Groningen is an autonomic computer scientist designed to optimize Java JVM settings such as garbage collection through iterative experimentation guided by a generational genetic algorithm. Through iterative modification and monitoring of Java programs we are able to tune a service without human intervention to find near optimal JVM garbage collector settings.

Results are published to a console that the a service owner can use to determine best settings to feed into their release process as updates to the current production defaults. In this way, users can re-tune their service each release as aspects influencing Java GC performance change such as traffic patterns or volume and differences in machine performance as well as changes in the service's code base.

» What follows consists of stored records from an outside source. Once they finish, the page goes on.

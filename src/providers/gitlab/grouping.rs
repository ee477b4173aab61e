use chrono::{DateTime, Utc};
use indexmap::IndexMap;

use super::types::{Event, MergeRequest};

/// Events sharing one task identity. Never empty.
#[derive(Debug, Clone)]
pub struct Bucket {
    events: Vec<Event>,
}

impl Bucket {
    fn new(first: Event) -> Self {
        Self {
            events: vec![first],
        }
    }

    fn sort(&mut self) {
        sort_events(&mut self.events);
    }

    pub fn events(&self) -> &[Event] {
        &self.events
    }

    pub fn first_at(&self) -> DateTime<Utc> {
        self.events[0].created_at
    }

    pub fn last_at(&self) -> DateTime<Utc> {
        self.events[self.events.len() - 1].created_at
    }

    /// The first resolved merge request among the bucket's events.
    pub fn merge_request(&self) -> Option<&MergeRequest> {
        self.events.iter().find_map(|event| event.merge_request.as_deref())
    }

    /// Events that are not merge request activity, in bucket order.
    pub fn commit_events(&self) -> impl Iterator<Item = &Event> {
        self.events
            .iter()
            .filter(|event| event.merge_request.is_none())
    }

    /// Number of push actions ("pushed new" and "pushed to").
    pub fn commit_count(&self) -> usize {
        self.events.iter().filter(|event| event.is_commit()).count()
    }
}

/// Task buckets keyed by task key, in first-seen order.
pub type Buckets = IndexMap<String, Bucket>;

/// Stable chronological sort.
pub fn sort_events(events: &mut [Event]) {
    events.sort_by_key(|event| event.created_at);
}

/// Partitions events by task key: the merge request's source branch when one is
/// attached, otherwise the pushed branch.
pub fn group_by_branches(events: Vec<Event>) -> Buckets {
    let mut buckets = Buckets::new();

    for event in events {
        let key = event.task_key().to_string();
        match buckets.get_mut(&key) {
            Some(bucket) => bucket.events.push(event),
            None => {
                buckets.insert(key, Bucket::new(event));
            }
        }
    }

    buckets
}

/// Sorts every bucket internally and returns task keys ordered by each bucket's
/// earliest event. Equal start times fall back to lexical key order.
pub fn sort_branches(buckets: &mut Buckets) -> Vec<String> {
    for bucket in buckets.values_mut() {
        bucket.sort();
    }

    let mut starts: Vec<(DateTime<Utc>, &String)> = buckets
        .iter()
        .map(|(key, bucket)| (bucket.first_at(), key))
        .collect();
    starts.sort();

    starts.into_iter().map(|(_, key)| key.clone()).collect()
}
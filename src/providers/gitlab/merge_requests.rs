use std::collections::HashMap;
use std::sync::Arc;

use log::{debug, warn};
use tokio_util::sync::CancellationToken;

use super::source::EventSource;
use super::types::{Event, MergeRequest};
use crate::auth::Token;
use crate::error::{Result, TimesheetError};

/// Attaches merge request details to merge request events.
///
/// Owns the lookup cache for one build, so each merge request is fetched at
/// most once no matter how many events point at it. Keys are
/// `(project_id, iid)` because iids are only unique within a project.
pub struct MergeRequestResolver<'a> {
    source: &'a dyn EventSource,
    token: &'a Token,
    loaded: HashMap<(u64, u64), Arc<MergeRequest>>,
}

impl<'a> MergeRequestResolver<'a> {
    pub fn new(source: &'a dyn EventSource, token: &'a Token) -> Self {
        Self {
            source,
            token,
            loaded: HashMap::new(),
        }
    }

    /// Number of distinct merge requests fetched so far.
    pub fn fetched(&self) -> usize {
        self.loaded.len()
    }

    /// Resolves every merge request event in place.
    ///
    /// # Errors
    ///
    /// Any failed lookup aborts with an upstream error; `cancel` is checked
    /// before each remote fetch.
    pub async fn resolve(&mut self, events: &mut [Event], cancel: &CancellationToken) -> Result<()> {
        for event in events.iter_mut() {
            if !event.targets_merge_request() {
                continue;
            }

            let Some(iid) = event.target_iid else {
                warn!(
                    "Merge request event in project {} has no target iid, skipping",
                    event.project_id
                );
                continue;
            };

            let key = (event.project_id, iid);
            if let Some(mr) = self.loaded.get(&key) {
                debug!("Merge request !{iid} already loaded");
                event.merge_request = Some(Arc::clone(mr));
                continue;
            }

            if cancel.is_cancelled() {
                return Err(TimesheetError::Cancelled);
            }

            let mr = self
                .source
                .fetch_merge_request(event.project_id, iid, self.token)
                .await
                .map_err(|e| {
                    TimesheetError::upstream(
                        format!("merge request !{iid} in project {}", event.project_id),
                        e,
                    )
                })?;

            let mr = Arc::new(mr);
            self.loaded.insert(key, Arc::clone(&mr));
            event.merge_request = Some(mr);
        }

        Ok(())
    }
}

The general strategy is to iteratively experiment on the Java service running by mutating a bank of canary tasks within a production job to evolve optimized configurations autonomically by employing a generational genetic algorithm. Groningen continues to iterate through subsequent generations of experiments until near optimal settings are found. The best settings are displayed to the user as experiments complete.

Background

Java garbage collection (GC) is time consuming to fine tune. It is challenging to initially setup the JVM properly and requires iteration of creating a JVM parameter set, monitoring the application under load, reviewing the GC stats and then doing it again until it "all performs well enough".

The most important aspect of tuning the JVM GC settings revolves around the amount of time the application is paused. When the application is paused, it cannot perform useful work. Ideally the pause time is zero, however in any real application it can never be zero. Therefore, we want to tune the GC so that the pause time to minimize latency and maximize throughput.

Researchers have prolifically created guidelines and various forms of JVM GC tuning techniques and tools. Cloud application providers have tailored these to their massive scale and low latency requirements. At this point in time, tuning a cloud service developed on Java is an "art" and takes time and patience of the application developers to iterate through the process. There is not a single solution or process to follow to tune every type of service in every environment. It takes trial and error guided by a good understanding of how the service works and behaves.

Developers have created the tools to assist developers in gathering the statistics required for properly tuning the Java GC. This type of tool often has drawbacks in that it requires applications to be run with certain settings that are not enabled by default and when running in this configuration the applications along with the supporting infrastructure are more heavily loaded.

The Java virtual machine can be configured to dump garbage collection information into logs appearing on STDOUT or a file. The GC logs are by far the most detailed set of information available on how the GC performed within a realworld Java application.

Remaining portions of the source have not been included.